◆ **Work to complete**
Pull every line with "Errored" from the data below and copy it.

◆ **Task input**
* * * * *
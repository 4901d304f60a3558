//! The streaming chat session controller.
//!
//! [`Controller`] is a synchronous state machine: it owns the message log and
//! the pending assistant index, and consumes a closed set of tagged events
//! ([`SessionEvent`]) produced by the transport and the idle timer. Keeping
//! it free of I/O makes every transition testable with scripted event
//! sequences.
//!
//! Exactly one exchange is in flight at a time. The idle timer and the
//! transport's close/error race to finalize a turn; whichever arrives first
//! wins and the loser is a no-op.

use crate::accumulator;
use crate::error::{Error, Result};
use crate::observability::{EXCHANGE_CLOSE_FINALIZES, EXCHANGE_IDLE_FINALIZES};
use crate::types::{MessageLog, Turn};

/// Lifecycle phase of the controller.
#[derive(Debug, Copy, Clone, PartialEq, Eq)]
pub enum Phase {
    /// No exchange in flight; ready to accept a submission.
    Idle,
    /// A submission was accepted; the connection is not yet open.
    AwaitingOpen,
    /// The conversation was sent; fragments may arrive.
    Streaming,
    /// The last exchange ended with a transport failure. A new submission is
    /// still accepted; failure is not sticky.
    Failed,
}

impl Phase {
    /// Returns true if an exchange is currently in flight.
    pub fn is_busy(&self) -> bool {
        matches!(self, Phase::AwaitingOpen | Phase::Streaming)
    }
}

/// The closed set of events that drive the controller.
#[derive(Debug)]
pub enum SessionEvent {
    /// The connection reached its open state.
    Opened,
    /// A content fragment arrived (sentinels are filtered by the transport).
    Fragment(String),
    /// The idle window elapsed with no fragment.
    IdleExpired,
    /// The transport finished cleanly.
    Closed,
    /// The transport failed.
    Errored(Error),
}

/// How a turn was finalized, reported by [`Controller::handle_event`] so the
/// driver can react (stop the timer, close the connection, surface an error).
#[derive(Debug)]
pub enum Outcome {
    /// The event did not finalize the exchange.
    Continue,
    /// The exchange finalized cleanly (idle expiry or transport close).
    Finished,
    /// The exchange finalized with a transport failure.
    Failed(Error),
}

/// Orchestrates one streaming exchange at a time over the message log.
#[derive(Debug, Default)]
pub struct Controller {
    log: MessageLog,
    phase: Phase,
    pending: Option<usize>,
    loading: bool,
}

impl Default for Phase {
    fn default() -> Self {
        Phase::Idle
    }
}

impl Controller {
    /// Creates a controller with an empty conversation.
    pub fn new() -> Self {
        Self::default()
    }

    /// Accepts a user submission and moves to `AwaitingOpen`.
    ///
    /// Rejected with a busy error while an exchange is in flight; the log is
    /// left untouched by a rejected call. Accepted from both `Idle` and
    /// `Failed`.
    pub fn begin_exchange(&mut self, user_text: &str) -> Result<()> {
        if self.phase.is_busy() {
            return Err(Error::busy("an exchange is already in flight"));
        }
        self.log.push_user(user_text);
        self.pending = None;
        self.loading = true;
        self.phase = Phase::AwaitingOpen;
        Ok(())
    }

    /// Feeds one event through the state machine.
    ///
    /// Finalization is idempotent: once the exchange has finalized, further
    /// `IdleExpired`, `Closed`, and `Errored` events are no-ops and report
    /// [`Outcome::Continue`], so no duplicate completion or error
    /// notification can be produced.
    pub fn handle_event(&mut self, event: SessionEvent) -> Outcome {
        match event {
            SessionEvent::Opened => {
                if self.phase == Phase::AwaitingOpen {
                    self.phase = Phase::Streaming;
                }
                Outcome::Continue
            }
            SessionEvent::Fragment(text) => {
                if self.phase == Phase::Streaming {
                    self.pending = Some(accumulator::accept(&mut self.log, self.pending, &text));
                }
                Outcome::Continue
            }
            SessionEvent::IdleExpired => {
                if self.finalize(Phase::Idle) {
                    EXCHANGE_IDLE_FINALIZES.click();
                    Outcome::Finished
                } else {
                    Outcome::Continue
                }
            }
            SessionEvent::Closed => {
                if self.finalize(Phase::Idle) {
                    EXCHANGE_CLOSE_FINALIZES.click();
                    Outcome::Finished
                } else {
                    Outcome::Continue
                }
            }
            SessionEvent::Errored(cause) => {
                if self.finalize(Phase::Failed) {
                    // Partial assistant text stays in the log; a partial
                    // answer still carries user value.
                    Outcome::Failed(cause)
                } else {
                    Outcome::Continue
                }
            }
        }
    }

    /// Clears the pending index and loading flag; returns false if the
    /// exchange was already finalized.
    fn finalize(&mut self, next: Phase) -> bool {
        if !self.phase.is_busy() {
            return false;
        }
        self.pending = None;
        self.loading = false;
        self.phase = next;
        true
    }

    /// Returns the conversation log.
    pub fn log(&self) -> &MessageLog {
        &self.log
    }

    /// Returns the turns in conversation order.
    pub fn turns(&self) -> &[Turn] {
        self.log.turns()
    }

    /// Returns the current phase.
    pub fn phase(&self) -> Phase {
        self.phase
    }

    /// Returns true while an exchange is in flight.
    pub fn is_loading(&self) -> bool {
        self.loading
    }

    /// Position of the turn currently receiving fragments, if any.
    pub fn pending_index(&self) -> Option<usize> {
        self.pending
    }

    /// Per-turn "still streaming" flag for renderers: true only for the
    /// in-progress assistant turn while the session is loading.
    pub fn is_streaming_turn(&self, index: usize) -> bool {
        self.loading && self.pending == Some(index)
    }

    /// Discards the conversation. Only meaningful between exchanges.
    pub fn clear(&mut self) {
        debug_assert!(!self.phase.is_busy());
        self.log.clear();
        self.pending = None;
    }
}

#[cfg(test)]
mod tests {
    use super::*;

    fn streaming_controller() -> Controller {
        let mut c = Controller::new();
        c.begin_exchange("hi").unwrap();
        assert!(matches!(c.handle_event(SessionEvent::Opened), Outcome::Continue));
        c
    }

    #[test]
    fn begin_exchange_appends_user_turn() {
        let mut c = Controller::new();
        c.begin_exchange("hello").unwrap();
        assert_eq!(c.turns().len(), 1);
        assert_eq!(c.turns()[0].text, "hello");
        assert!(c.is_loading());
        assert_eq!(c.phase(), Phase::AwaitingOpen);
        assert!(c.pending_index().is_none());
    }

    #[test]
    fn second_submission_rejected_while_busy() {
        let mut c = streaming_controller();
        let err = c.begin_exchange("again").unwrap_err();
        assert!(err.is_busy());
        // The rejected call must not have touched the log.
        assert_eq!(c.turns().len(), 1);
        assert_eq!(c.phase(), Phase::Streaming);
    }

    #[test]
    fn fragments_accumulate_into_one_assistant_turn() {
        let mut c = streaming_controller();
        for fragment in ["Hel", "lo, ", "world"] {
            c.handle_event(SessionEvent::Fragment(fragment.to_string()));
        }
        assert_eq!(c.turns().len(), 2);
        assert_eq!(c.turns()[1].text, "Hello, world");
        assert_eq!(c.pending_index(), Some(1));
        assert!(c.is_streaming_turn(1));
        assert!(!c.is_streaming_turn(0));
    }

    #[test]
    fn idle_expiry_finalizes_to_idle() {
        let mut c = streaming_controller();
        c.handle_event(SessionEvent::Fragment("done".to_string()));
        assert!(matches!(c.handle_event(SessionEvent::IdleExpired), Outcome::Finished));
        assert_eq!(c.phase(), Phase::Idle);
        assert!(!c.is_loading());
        assert!(c.pending_index().is_none());
        assert!(!c.is_streaming_turn(1));
    }

    #[test]
    fn zero_fragment_idle_expiry_leaves_log_unchanged() {
        let mut c = streaming_controller();
        assert!(matches!(c.handle_event(SessionEvent::IdleExpired), Outcome::Finished));
        assert_eq!(c.phase(), Phase::Idle);
        assert!(!c.is_loading());
        // Only the user turn; the sentinel never created an assistant turn.
        assert_eq!(c.turns().len(), 1);
    }

    #[test]
    fn error_retains_partial_text_and_allows_resubmit() {
        let mut c = streaming_controller();
        c.handle_event(SessionEvent::Fragment("Hel".to_string()));
        c.handle_event(SessionEvent::Fragment("lo".to_string()));
        let outcome = c.handle_event(SessionEvent::Errored(Error::transport(
            "connection reset",
            None,
        )));
        match outcome {
            Outcome::Failed(err) => assert!(err.is_transport()),
            other => panic!("expected Failed, got {other:?}"),
        }
        assert_eq!(c.phase(), Phase::Failed);
        assert_eq!(c.turns()[1].text, "Hello");
        assert!(!c.is_loading());

        // Failure is not sticky.
        c.begin_exchange("try again").unwrap();
        assert_eq!(c.phase(), Phase::AwaitingOpen);
        assert_eq!(c.turns().len(), 3);
    }

    #[test]
    fn finalization_is_idempotent() {
        let mut c = streaming_controller();
        assert!(matches!(c.handle_event(SessionEvent::IdleExpired), Outcome::Finished));
        // A racing close after the timer already fired must be a no-op.
        assert!(matches!(c.handle_event(SessionEvent::Closed), Outcome::Continue));
        assert!(matches!(c.handle_event(SessionEvent::IdleExpired), Outcome::Continue));
        let outcome = c.handle_event(SessionEvent::Errored(Error::transport("late", None)));
        assert!(matches!(outcome, Outcome::Continue));
        assert_eq!(c.phase(), Phase::Idle);
    }

    #[test]
    fn fragments_ignored_before_streaming() {
        let mut c = Controller::new();
        c.begin_exchange("hi").unwrap();
        c.handle_event(SessionEvent::Fragment("early".to_string()));
        assert_eq!(c.turns().len(), 1);
        assert!(c.pending_index().is_none());
    }

    #[test]
    fn error_before_open_moves_to_failed() {
        let mut c = Controller::new();
        c.begin_exchange("hi").unwrap();
        let outcome = c.handle_event(SessionEvent::Errored(Error::connection(
            "unreachable",
            None,
        )));
        assert!(matches!(outcome, Outcome::Failed(_)));
        assert_eq!(c.phase(), Phase::Failed);
        assert!(!c.is_loading());
    }

    #[test]
    fn clear_resets_conversation() {
        let mut c = streaming_controller();
        c.handle_event(SessionEvent::Fragment("hello".to_string()));
        c.handle_event(SessionEvent::Closed);
        c.clear();
        assert!(c.turns().is_empty());
        assert!(c.pending_index().is_none());
    }
}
* * * * *
◆ **Answer to this task**
    Errored(Error),
    /// `IdleExpired`, `Closed`, and `Errored` events are no-ops and report
            SessionEvent::Errored(cause) => {
        let outcome = c.handle_event(SessionEvent::Errored(Error::transport(
        let outcome = c.handle_event(SessionEvent::Errored(Error::transport("late", None)));
        let outcome = c.handle_event(SessionEvent::Errored(Error::connection(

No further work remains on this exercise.